Generally, any electronic data stream that a virus can monitor would be usable for key delivery, especially ones with high volumes of traffic that are unlikely to be blocked: email messages, Usenet postings, instant messaging, IRC, file-sharing networks.
- A binary virus is one where the virus is in two parts, and doesn't become virulent until both pieces are present on a system. There have only been a few binary viruses, such as Dichotomy and RMNS. One manifestation of binary viruses would be where virus V1 has stronglyencrypted code, and virus V2 has its key.
But this scheme is unlikely to work well in practice. If V1 and V2 travel together, then both will bear the same risk of capture and analysis, defeating the purpose of separating the encryption key.
If V1 and V2 spread separately (e.g., V2 is released a month after V1, and uses a different infection vector) then their spread would be independent. Now, say that P1 is the probability of Vi reaching a given machine, and P2 is that probability for V2. With an independent spread, the probability of them both finding the same machine and becoming virulent isP1xP2, i.e., smaller.
2. The key comes from inside an infected system.

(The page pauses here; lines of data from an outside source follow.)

//! Configuration loading from `.env`-style key=value files.
//!
//! Lookup order is `./.env` then `~/.env.baidu`; values found in the first
//! file win. Tokens obtained at runtime are written back to the first file
//! that exists so later runs can reuse them.

use std::fmt;
use std::fs;
use std::path::{Path, PathBuf};

use tracing::debug;

use crate::error::{PanError, Result};
use crate::models::{AppCredentials, Credential, Tokens};

/// Project-local configuration file name.
pub const LOCAL_CONFIG_NAME: &str = ".env";

/// Configuration file name in the user's home directory.
pub const HOME_CONFIG_NAME: &str = ".env.baidu";

pub const CLIENT_ID: &str = "CLIENT_ID";
pub const CLIENT_KEY: &str = "CLIENT_KEY";
pub const CLIENT_SECRET: &str = "CLIENT_SECRET";
pub const REDIRECT_URI: &str = "REDIRECT_URI";
pub const ACCESS_TOKEN: &str = "ACCESS_TOKEN";
pub const REFRESH_TOKEN: &str = "REFRESH_TOKEN";
pub const EXPIRES_AT: &str = "EXPIRES_AT";

/// The four keys an application of its own must provide.
pub const REQUIRED_KEYS: [&str; 4] = [CLIENT_ID, CLIENT_KEY, CLIENT_SECRET, REDIRECT_URI];

const SENSITIVE_KEYS: [&str; 3] = [CLIENT_SECRET, ACCESS_TOKEN, REFRESH_TOKEN];

/// Client id of the shared application whose secret lives on the relay backend.
pub const SHARED_CLIENT_ID: &str = "sTdCOFOkYRXFJgfyzYU76Hwqhw9PlOve";

/// Relay backend that performs code exchange and refresh for the shared app.
pub const SHARED_RELAY_URL: &str = "https://open.xiaocai.site";

/// Redirect URI registered for the shared application.
pub const SHARED_REDIRECT_URI: &str = "https://open.xiaocai.site";

/// Base URLs of the remote services.
#[derive(Debug, Clone, PartialEq, Eq)]
pub struct Endpoints {
    /// OAuth2 server (authorize and token endpoints).
    pub oauth: String,
    /// xpan REST API (listing, metadata, precreate/create).
    pub api: String,
    /// PCS upload host (single upload, locateupload).
    pub pcs: String,
    /// Relay backend used by the shared application.
    pub relay: String,
}

impl Default for Endpoints {
    fn default() -> Self {
        Self {
            oauth: "https://openapi.baidu.com".to_string(),
            api: "https://pan.baidu.com".to_string(),
            pcs: "https://d.pcs.baidu.com".to_string(),
            relay: SHARED_RELAY_URL.to_string(),
        }
    }
}

impl Endpoints {
    /// Point every service at one base URL (local mocks, self-hosted proxies).
    pub fn with_base(base: &str) -> Self {
        let base = base.trim_end_matches('/').to_string();
        Self {
            oauth: base.clone(),
            api: base.clone(),
            pcs: base.clone(),
            relay: base,
        }
    }

    fn from_values(values: &ConfigValues) -> Self {
        let mut endpoints = Self::default();
        let is_dev = values
            .get("ENV")
            .map(|env| matches!(env.to_lowercase().as_str(), "dev" | "development"))
            .unwrap_or(false);
        let relay_key = if is_dev {
            "BACKEND_OAUTH_URL_DEV"
        } else {
            "BACKEND_OAUTH_URL"
        };
        if let Some(relay) = values.get(relay_key) {
            endpoints.relay = relay.trim_end_matches('/').to_string();
        }
        endpoints
    }
}

#[derive(Debug, Clone)]
enum Line {
    Entry { key: String, value: String },
    Other(String),
}

/// A `KEY=value` file that keeps comments and unknown keys when rewritten.
#[derive(Debug, Clone)]
pub struct EnvFile {
    path: PathBuf,
    lines: Vec<Line>,
}

impl EnvFile {
    /// Read a file. A missing file yields an empty store bound to `path`.
    pub fn load<P: AsRef<Path>>(path: P) -> Result<Self> {
        let path = path.as_ref().to_path_buf();
        let content = match fs::read_to_string(&path) {
            Ok(content) => content,
            Err(e) if e.kind() == std::io::ErrorKind::NotFound => String::new(),
            Err(e) => return Err(e.into()),
        };
        Ok(Self::parse(path, &content))
    }

    /// Read a file, creating it (and its parent directories) when missing.
    pub fn open_or_create<P: AsRef<Path>>(path: P) -> Result<Self> {
        let path = path.as_ref();
        if !path.exists() {
            if let Some(parent) = path.parent() {
                if !parent.as_os_str().is_empty() {
                    fs::create_dir_all(parent)?;
                }
            }
            fs::write(path, "")?;
            debug!(path = %path.display(), "created config file");
        }
        Self::load(path)
    }

    fn parse(path: PathBuf, content: &str) -> Self {
        let lines = content
            .lines()
            .map(|raw| match parse_entry(raw) {
                Some((key, value)) => Line::Entry { key, value },
                None => Line::Other(raw.to_string()),
            })
            .collect();
        Self { path, lines }
    }

    pub fn path(&self) -> &Path {
        &self.path
    }

    /// Non-empty value for `key`. The last assignment wins, as in a shell.
    pub fn get(&self, key: &str) -> Option<&str> {
        self.lines
            .iter()
            .rev()
            .find_map(|line| match line {
                Line::Entry { key: k, value } if k == key => Some(value.as_str()),
                _ => None,
            })
            .filter(|v| !v.is_empty())
    }

    /// Set `key` in memory, replacing an existing assignment in place.
    pub fn set(&mut self, key: &str, value: &str) {
        let existing = self.lines.iter_mut().rev().find_map(|line| match line {
            Line::Entry { key: k, value } if k == key => Some(value),
            _ => None,
        });
        match existing {
            Some(slot) => *slot = value.to_string(),
            None => self.lines.push(Line::Entry {
                key: key.to_string(),
                value: value.to_string(),
            }),
        }
    }

    /// Write the file back to disk.
    pub fn save(&self) -> Result<()> {
        let mut out = String::new();
        for line in &self.lines {
            match line {
                Line::Entry { key, value } => {
                    out.push_str(key);
                    out.push('=');
                    out.push_str(&quote_if_needed(value));
                }
                Line::Other(raw) => out.push_str(raw),
            }
            out.push('\n');
        }
        fs::write(&self.path, out)?;
        Ok(())
    }

    /// Set several keys and save once.
    pub fn update<'a, I>(&mut self, pairs: I) -> Result<()>
    where
        I: IntoIterator<Item = (&'a str, String)>,
    {
        for (key, value) in pairs {
            self.set(key, &value);
        }
        self.save()
    }

    fn entries(&self) -> impl Iterator<Item = (&str, &str)> {
        self.lines.iter().filter_map(|line| match line {
            Line::Entry { key, value } => Some((key.as_str(), value.as_str())),
            Line::Other(_) => None,
        })
    }
}

impl fmt::Display for EnvFile {
    fn fmt(&self, f: &mut fmt::Formatter<'_>) -> fmt::Result {
        write!(f, "EnvFile({})", self.path.display())?;
        for (key, value) in self.entries() {
            let shown = if SENSITIVE_KEYS.contains(&key) && !value.is_empty() {
                "***"
            } else {
                value
            };
            write!(f, " {}={}", key, shown)?;
        }
        Ok(())
    }
}

fn parse_entry(raw: &str) -> Option<(String, String)> {
    let line = raw.trim();
    if line.is_empty() || line.starts_with('#') {
        return None;
    }
    let line = line.strip_prefix("export ").unwrap_or(line);
    let (key, value) = line.split_once('=')?;
    let key = key.trim();
    if key.is_empty() || key.contains(char::is_whitespace) {
        return None;
    }
    Some((key.to_string(), unquote(value.trim())))
}

fn unquote(value: &str) -> String {
    if value.len() >= 2 && value.starts_with('"') && value.ends_with('"') {
        return unescape(&value[1..value.len() - 1]);
    }
    if value.len() >= 2 && value.starts_with('\'') && value.ends_with('\'') {
        return value[1..value.len() - 1].to_string();
    }
    // Unquoted values may carry a trailing comment.
    match value.find(" #") {
        Some(idx) => value[..idx].trim_end().to_string(),
        None => value.to_string(),
    }
}

/// Undo the escaping applied by [`quote_if_needed`] inside double quotes.
fn unescape(inner: &str) -> String {
    let mut out = String::with_capacity(inner.len());
    let mut chars = inner.chars();
    while let Some(c) = chars.next() {
        match c {
            '\\' => match chars.next() {
                Some(next @ ('"' | '\\')) => out.push(next),
                Some(other) => {
                    out.push('\\');
                    out.push(other);
                }
                None => out.push('\\'),
            },
            c => out.push(c),
        }
    }
    out
}

fn quote_if_needed(value: &str) -> String {
    if value.contains(char::is_whitespace) || value.contains(['#', '"', '\'']) {
        format!("\"{}\"", value.replace('\\', "\\\\").replace('"', "\\\""))
    } else {
        value.to_string()
    }
}

/// Values merged from several files, earlier files taking precedence.
struct ConfigValues {
    layers: Vec<EnvFile>,
}

impl ConfigValues {
    fn get(&self, key: &str) -> Option<String> {
        self.layers
            .iter()
            .find_map(|layer| layer.get(key))
            .map(|v| v.trim().to_string())
            .filter(|v| !v.is_empty())
    }
}

/// Result of loading configuration.
#[derive(Debug, Clone)]
pub struct LoadedConfig {
    pub credential: Credential,
    pub endpoints: Endpoints,
    /// File that receives refreshed tokens.
    pub store: EnvFile,
}

/// Locates and parses the configuration file(s).
#[derive(Debug, Clone)]
pub struct ConfigLoader {
    explicit: Option<PathBuf>,
    local_dir: Option<PathBuf>,
    home_dir: Option<PathBuf>,
    allow_shared: bool,
}

impl Default for ConfigLoader {
    fn default() -> Self {
        Self::new()
    }
}

impl ConfigLoader {
    /// Search the current directory, then the home directory.
    pub fn new() -> Self {
        Self {
            explicit: None,
            local_dir: std::env::current_dir().ok(),
            home_dir: dirs::home_dir(),
            allow_shared: true,
        }
    }

    /// Use exactly this file instead of searching.
    pub fn with_path<P: Into<PathBuf>>(mut self, path: P) -> Self {
        self.explicit = Some(path.into());
        self
    }

    /// Override the directories searched for `.env` and `.env.baidu`.
    pub fn with_search_dirs(mut self, local_dir: Option<PathBuf>, home_dir: Option<PathBuf>) -> Self {
        self.local_dir = local_dir;
        self.home_dir = home_dir;
        self
    }

    /// Whether to fall back to the shared application when no own app is configured.
    pub fn allow_shared(mut self, allow: bool) -> Self {
        self.allow_shared = allow;
        self
    }

    pub fn load(&self) -> Result<LoadedConfig> {
        let (layers, store) = self.open_layers()?;
        debug!(store = %store.path().display(), layers = layers.len(), "loaded configuration");
        let values = ConfigValues { layers };

        let credential = Credential {
            app: self.app_credentials(&values)?,
            tokens: read_tokens(&values),
        };

        Ok(LoadedConfig {
            credential,
            endpoints: Endpoints::from_values(&values),
            store,
        })
    }

    fn open_layers(&self) -> Result<(Vec<EnvFile>, EnvFile)> {
        if let Some(path) = &self.explicit {
            let file = EnvFile::open_or_create(path)?;
            return Ok((vec![file.clone()], file));
        }

        let candidates: Vec<PathBuf> = [
            self.local_dir.as_ref().map(|d| d.join(LOCAL_CONFIG_NAME)),
            self.home_dir.as_ref().map(|d| d.join(HOME_CONFIG_NAME)),
        ]
        .into_iter()
        .flatten()
        .collect();

        let mut layers = Vec::new();
        for path in candidates.iter().filter(|p| p.is_file()) {
            layers.push(EnvFile::load(path)?);
        }

        let store = match layers.first() {
            Some(first) => first.clone(),
            None => {
                let path = candidates.last().ok_or_else(|| {
                    PanError::Config("no directory available for the configuration file".to_string())
                })?;
                EnvFile::open_or_create(path)?
            }
        };
        Ok((layers, store))
    }

    fn app_credentials(&self, values: &ConfigValues) -> Result<AppCredentials> {
        let own_app = values.get(CLIENT_KEY).is_some() || values.get(CLIENT_SECRET).is_some();

        if own_app || !self.allow_shared {
            let missing: Vec<String> = REQUIRED_KEYS
                .iter()
                .filter(|key| values.get(key).is_none())
                .map(|key| key.to_string())
                .collect();
            if !missing.is_empty() {
                return Err(PanError::MissingConfig { missing });
            }
            let require = |key: &str| values.get(key).unwrap_or_default();
            return Ok(AppCredentials::Own {
                client_id: require(CLIENT_ID),
                client_key: require(CLIENT_KEY),
                client_secret: require(CLIENT_SECRET),
                redirect_uri: require(REDIRECT_URI),
            });
        }

        Ok(AppCredentials::Shared {
            client_id: values
                .get(CLIENT_ID)
                .unwrap_or_else(|| SHARED_CLIENT_ID.to_string()),
            redirect_uri: values
                .get(REDIRECT_URI)
                .unwrap_or_else(|| SHARED_REDIRECT_URI.to_string()),
        })
    }
}

fn read_tokens(values: &ConfigValues) -> Option<Tokens> {
    let access_token = values.get(ACCESS_TOKEN)?;
    let refresh_token = values.get(REFRESH_TOKEN)?;
    let expires_at = values
        .get(EXPIRES_AT)
        .and_then(|v| v.parse::<u64>().ok())
        .unwrap_or(0);
    Some(Tokens {
        access_token,
        refresh_token,
        expires_at,
    })
}
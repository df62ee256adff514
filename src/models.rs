//! Data models for credentials and Baidu Netdisk API responses.

use serde::{Deserialize, Deserializer, Serialize};
use serde_json::Value;

use crate::error::{PanError, Result};

/// Application identity used for OAuth.
#[derive(Debug, Clone, PartialEq, Eq)]
pub enum AppCredentials {
    /// An application registered by the user; OAuth talks to Baidu directly.
    Own {
        client_id: String,
        client_key: String,
        client_secret: String,
        redirect_uri: String,
    },
    /// The shared application; code exchange and refresh go through the relay.
    Shared {
        client_id: String,
        redirect_uri: String,
    },
}

impl AppCredentials {
    pub fn client_id(&self) -> &str {
        match self {
            AppCredentials::Own { client_id, .. } | AppCredentials::Shared { client_id, .. } => {
                client_id
            }
        }
    }

    pub fn redirect_uri(&self) -> &str {
        match self {
            AppCredentials::Own { redirect_uri, .. }
            | AppCredentials::Shared { redirect_uri, .. } => redirect_uri,
        }
    }

    pub fn is_shared(&self) -> bool {
        matches!(self, AppCredentials::Shared { .. })
    }
}

/// Access/refresh token pair with its absolute expiry (unix seconds).
#[derive(Debug, Clone, PartialEq, Eq)]
pub struct Tokens {
    pub access_token: String,
    pub refresh_token: String,
    pub expires_at: u64,
}

/// Everything needed to authenticate: the app identity plus any stored tokens.
#[derive(Debug, Clone, PartialEq, Eq)]
pub struct Credential {
    pub app: AppCredentials,
    pub tokens: Option<Tokens>,
}

/// Longest token lifetime accepted from the server (20 years).
const MAX_EXPIRES_IN: u64 = 20 * 365 * 24 * 3600;

/// OAuth2 token response.
///
/// The relay backend wraps the fields in a `data` object and sometimes sends
/// `expires_in` as a string, so this is decoded from a loose JSON value.
#[derive(Debug, Clone, PartialEq, Eq)]
pub struct TokenResponse {
    pub access_token: String,
    pub refresh_token: String,
    pub expires_in: u64,
}

impl TokenResponse {
    pub fn from_value(value: &Value) -> std::result::Result<Self, String> {
        if let Some(error) = value.get("error").and_then(Value::as_str) {
            let description = value
                .get("error_description")
                .and_then(Value::as_str)
                .unwrap_or_default();
            return Err(format!("{}: {}", error, description));
        }

        let text = |key: &str| {
            token_field(value, key)
                .and_then(Value::as_str)
                .unwrap_or_default()
                .to_string()
        };

        let access_token = text("access_token");
        let refresh_token = text("refresh_token");
        if access_token.is_empty() || refresh_token.is_empty() {
            return Err("response is missing access_token or refresh_token".to_string());
        }

        let expires_in = match token_field(value, "expires_in") {
            Some(Value::Number(n)) => n.as_f64(),
            Some(Value::String(s)) => s.trim().parse::<f64>().ok(),
            _ => None,
        }
        .ok_or_else(|| "response is missing a valid expires_in".to_string())?;

        if !(0.0..MAX_EXPIRES_IN as f64).contains(&expires_in) {
            return Err(format!("expires_in out of range: {}", expires_in));
        }

        Ok(Self {
            access_token,
            refresh_token,
            expires_in: expires_in as u64,
        })
    }
}

fn token_field<'a>(value: &'a Value, key: &str) -> Option<&'a Value> {
    value
        .get(key)
        .filter(|v| !v.is_null())
        .or_else(|| value.get("data").and_then(|d| d.get(key)))
}

/// Baidu's numeric flags arrive as 0/1 integers.
fn deserialize_flag<'de, D>(deserializer: D) -> std::result::Result<bool, D::Error>
where
    D: Deserializer<'de>,
{
    let value = Value::deserialize(deserializer)?;
    Ok(match value {
        Value::Bool(b) => b,
        Value::Number(n) => n.as_i64().unwrap_or(0) != 0,
        Value::String(s) => s == "1",
        _ => false,
    })
}

/// Account information from `xpan/nas?method=uinfo`.
#[derive(Debug, Clone, Serialize, Deserialize)]
pub struct UserInfo {
    #[serde(default)]
    pub baidu_name: String,
    #[serde(default)]
    pub netdisk_name: String,
    #[serde(default)]
    pub avatar_url: String,
    #[serde(default)]
    pub vip_type: i64,
    #[serde(default)]
    pub uk: u64,
}

/// Membership tier, which decides the upload slice size.
#[derive(Debug, Clone, Copy, PartialEq, Eq)]
pub enum VipTier {
    Normal,
    Vip,
    Svip,
}

impl VipTier {
    pub fn from_vip_type(vip_type: i64) -> Self {
        match vip_type {
            1 => VipTier::Vip,
            2 => VipTier::Svip,
            _ => VipTier::Normal,
        }
    }

    /// Slice size accepted by the upload servers for this tier.
    pub fn slice_size(self) -> u64 {
        const MIB: u64 = 1024 * 1024;
        match self {
            VipTier::Normal => 4 * MIB,
            VipTier::Vip => 16 * MIB,
            VipTier::Svip => 32 * MIB,
        }
    }
}

impl UserInfo {
    pub fn tier(&self) -> VipTier {
        VipTier::from_vip_type(self.vip_type)
    }
}

/// Storage quota from `/api/quota`.
#[derive(Debug, Clone, Serialize, Deserialize)]
pub struct Quota {
    #[serde(default)]
    pub total: u64,
    #[serde(default)]
    pub used: u64,
    #[serde(default)]
    pub free: u64,
    #[serde(default)]
    pub expire: bool,
}

impl std::fmt::Display for Quota {
    fn fmt(&self, f: &mut std::fmt::Formatter<'_>) -> std::fmt::Result {
        write!(
            f,
            "{} used of {} ({} free)",
            format_size(self.used),
            format_size(self.total),
            format_size(self.total.saturating_sub(self.used))
        )
    }
}

/// A file or directory as returned by the listing endpoints.
#[derive(Debug, Clone, Serialize, Deserialize)]
pub struct RemoteEntry {
    pub fs_id: u64,
    pub path: String,
    #[serde(default)]
    pub server_filename: String,
    #[serde(default)]
    pub size: u64,
    #[serde(default, deserialize_with = "deserialize_flag")]
    pub isdir: bool,
    #[serde(default)]
    pub md5: Option<String>,
    #[serde(default)]
    pub server_mtime: u64,
}

impl std::fmt::Display for RemoteEntry {
    fn fmt(&self, f: &mut std::fmt::Formatter<'_>) -> std::fmt::Result {
        let size_str = if self.isdir {
            "-".to_string()
        } else {
            format_size(self.size)
        };
        let kind = if self.isdir { "dir" } else { "file" };
        write!(f, "{:<20} {:>10} {:<4} {}", self.fs_id, size_str, kind, self.path)
    }
}

/// Format bytes into human-readable size.
pub fn format_size(bytes: u64) -> String {
    const KB: u64 = 1024;
    const MB: u64 = KB * 1024;
    const GB: u64 = MB * 1024;
    const TB: u64 = GB * 1024;

    if bytes >= TB {
        format!("{:.2} TB", bytes as f64 / TB as f64)
    } else if bytes >= GB {
        format!("{:.2} GB", bytes as f64 / GB as f64)
    } else if bytes >= MB {
        format!("{:.2} MB", bytes as f64 / MB as f64)
    } else if bytes >= KB {
        format!("{:.2} KB", bytes as f64 / KB as f64)
    } else {
        format!("{} B", bytes)
    }
}

/// Page from `xpan/file?method=list`.
#[derive(Debug, Deserialize)]
pub struct ListResponse {
    #[serde(default)]
    pub list: Vec<RemoteEntry>,
}

/// Page from `xpan/multimedia?method=listall`.
#[derive(Debug, Deserialize)]
pub struct ListAllResponse {
    #[serde(default)]
    pub list: Vec<RemoteEntry>,
    #[serde(default, deserialize_with = "deserialize_flag")]
    pub has_more: bool,
    #[serde(default)]
    pub cursor: u64,
}

/// Item from `xpan/multimedia?method=filemetas`.
#[derive(Debug, Clone, Deserialize)]
pub struct FileMeta {
    pub fs_id: u64,
    #[serde(default)]
    pub path: String,
    #[serde(default)]
    pub filename: String,
    #[serde(default)]
    pub size: u64,
    #[serde(default)]
    pub dlink: Option<String>,
    #[serde(default)]
    pub md5: Option<String>,
}

#[derive(Debug, Deserialize)]
pub struct FileMetasResponse {
    #[serde(default)]
    pub list: Vec<FileMeta>,
}

/// Response from `xpan/file?method=precreate`.
#[derive(Debug, Deserialize)]
pub struct PrecreateResponse {
    #[serde(default)]
    pub uploadid: String,
    /// 1: slices must be uploaded; 2: the server already has the content.
    #[serde(default)]
    pub return_type: i64,
    /// Indices of the slices the server still needs.
    #[serde(default)]
    pub block_list: Vec<usize>,
    #[serde(default)]
    pub info: Option<CreatedFile>,
}

#[derive(Debug, Deserialize)]
pub struct UploadServer {
    pub server: String,
}

/// Response from `pcs/file?method=locateupload`.
#[derive(Debug, Deserialize)]
pub struct LocateUploadResponse {
    #[serde(default)]
    pub servers: Vec<UploadServer>,
}

impl LocateUploadResponse {
    /// First https server, or the first server of any scheme.
    pub fn pick_server(&self) -> Option<&str> {
        self.servers
            .iter()
            .find(|s| s.server.starts_with("https://"))
            .or_else(|| self.servers.first())
            .map(|s| s.server.trim_end_matches('/'))
    }
}

/// Response from `pcs/superfile2?method=upload`.
#[derive(Debug, Deserialize)]
pub struct SlicePartResponse {
    #[serde(default)]
    pub md5: String,
}

/// A file that exists remotely after an upload.
#[derive(Debug, Clone, Serialize, Deserialize)]
pub struct CreatedFile {
    #[serde(default)]
    pub fs_id: u64,
    #[serde(default)]
    pub path: String,
    #[serde(default)]
    pub size: u64,
    #[serde(default)]
    pub md5: Option<String>,
}

/// Page from `xpan/file?method=search`.
#[derive(Debug, Deserialize)]
pub struct SearchResponse {
    #[serde(default)]
    pub list: Vec<RemoteEntry>,
    #[serde(default, deserialize_with = "deserialize_flag")]
    pub has_more: bool,
}

/// Page from the `doclist`/`imagelist`/`videolist`/`btlist` methods.
#[derive(Debug, Deserialize)]
pub struct MediaListResponse {
    #[serde(default)]
    pub info: Vec<RemoteEntry>,
}

/// File type buckets used by search and the category endpoints.
#[derive(Debug, Clone, Copy, PartialEq, Eq)]
pub enum Category {
    Video = 1,
    Audio = 2,
    Image = 3,
    Document = 4,
    Application = 5,
    Other = 6,
    Torrent = 7,
}

impl Category {
    pub fn code(self) -> u8 {
        self as u8
    }

    /// Method of the dedicated listing endpoint, where one exists.
    pub fn list_method(self) -> Option<&'static str> {
        match self {
            Category::Document => Some("doclist"),
            Category::Image => Some("imagelist"),
            Category::Video => Some("videolist"),
            Category::Torrent => Some("btlist"),
            _ => None,
        }
    }
}

/// Totals for one category from `/api/categoryinfo`.
#[derive(Debug, Clone, Default, Serialize, Deserialize)]
pub struct CategoryCount {
    #[serde(default)]
    pub count: u64,
    #[serde(default)]
    pub size: u64,
    #[serde(default)]
    pub total: u64,
}

/// Response from `/api/categoryinfo`, keyed by category code.
#[derive(Debug, Deserialize)]
pub struct CategoryInfoResponse {
    #[serde(default)]
    pub info: std::collections::HashMap<String, CategoryCount>,
}

/// Result for one item of a `filemanager` batch.
#[derive(Debug, Clone, Serialize, Deserialize)]
pub struct FileManagerResult {
    #[serde(default)]
    pub path: String,
    #[serde(default)]
    pub errno: i64,
}

#[derive(Debug, Deserialize)]
pub struct FileManagerResponse {
    #[serde(default)]
    pub info: Vec<FileManagerResult>,
}

/// Check the provider's error envelope.
///
/// xpan endpoints report failures through `errno`/`errmsg`, pcs endpoints
/// through `error_code`/`error_msg`; both may arrive with HTTP 200.
pub fn check_envelope(value: &Value) -> Result<()> {
    let code = value
        .get("errno")
        .or_else(|| value.get("error_code"))
        .and_then(Value::as_i64)
        .unwrap_or(0);
    if code == 0 {
        return Ok(());
    }
    let message = value
        .get("errmsg")
        .or_else(|| value.get("error_msg"))
        .or_else(|| value.get("show_msg"))
        .and_then(Value::as_str)
        .unwrap_or("unknown error")
        .to_string();
    Err(error_for_code(code, message))
}

/// Map a provider error code to the matching error kind.
pub fn error_for_code(code: i64, message: String) -> PanError {
    match code {
        -9 | 31066 => PanError::NotFound(message),
        _ => PanError::RemoteApi { code, message },
    }
}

Using environmental key generation, the decryption key is constructed of elements already present in the target's environment, like:
- The machine's domain name.
- The time or date.
- Some data in the system (e.g., file contents)
- The current user name.
- The interface's language setting (e.g., Chinese, Hebrew).
This makes it very easy to target viruses to particular individuals or groups. A target doesn't even know that they possess the key! Combined with strong encryption, environmental key generation would render a virus unanalyzable even if captured.
To fully analyze an encrypted virus, it has to be decrypted, and while the elements comprising the key may be discovered, the exact value of the key will not. In this case, the only real hope of decryption lies in a poor choice of key.
A poorly-chosen key with a relatively small range of possible values (e.g., the language setting) would be susceptible to a brute-force attack. How can the virus know that its decryption was successful?
It doesn't. While the virus could carry a checksum with it to verify that the decryption worked, that might give away information to an analyst. An alternative method is to catch exceptions that invalid code may cause, then try to run the decrypted "code" and see if it works.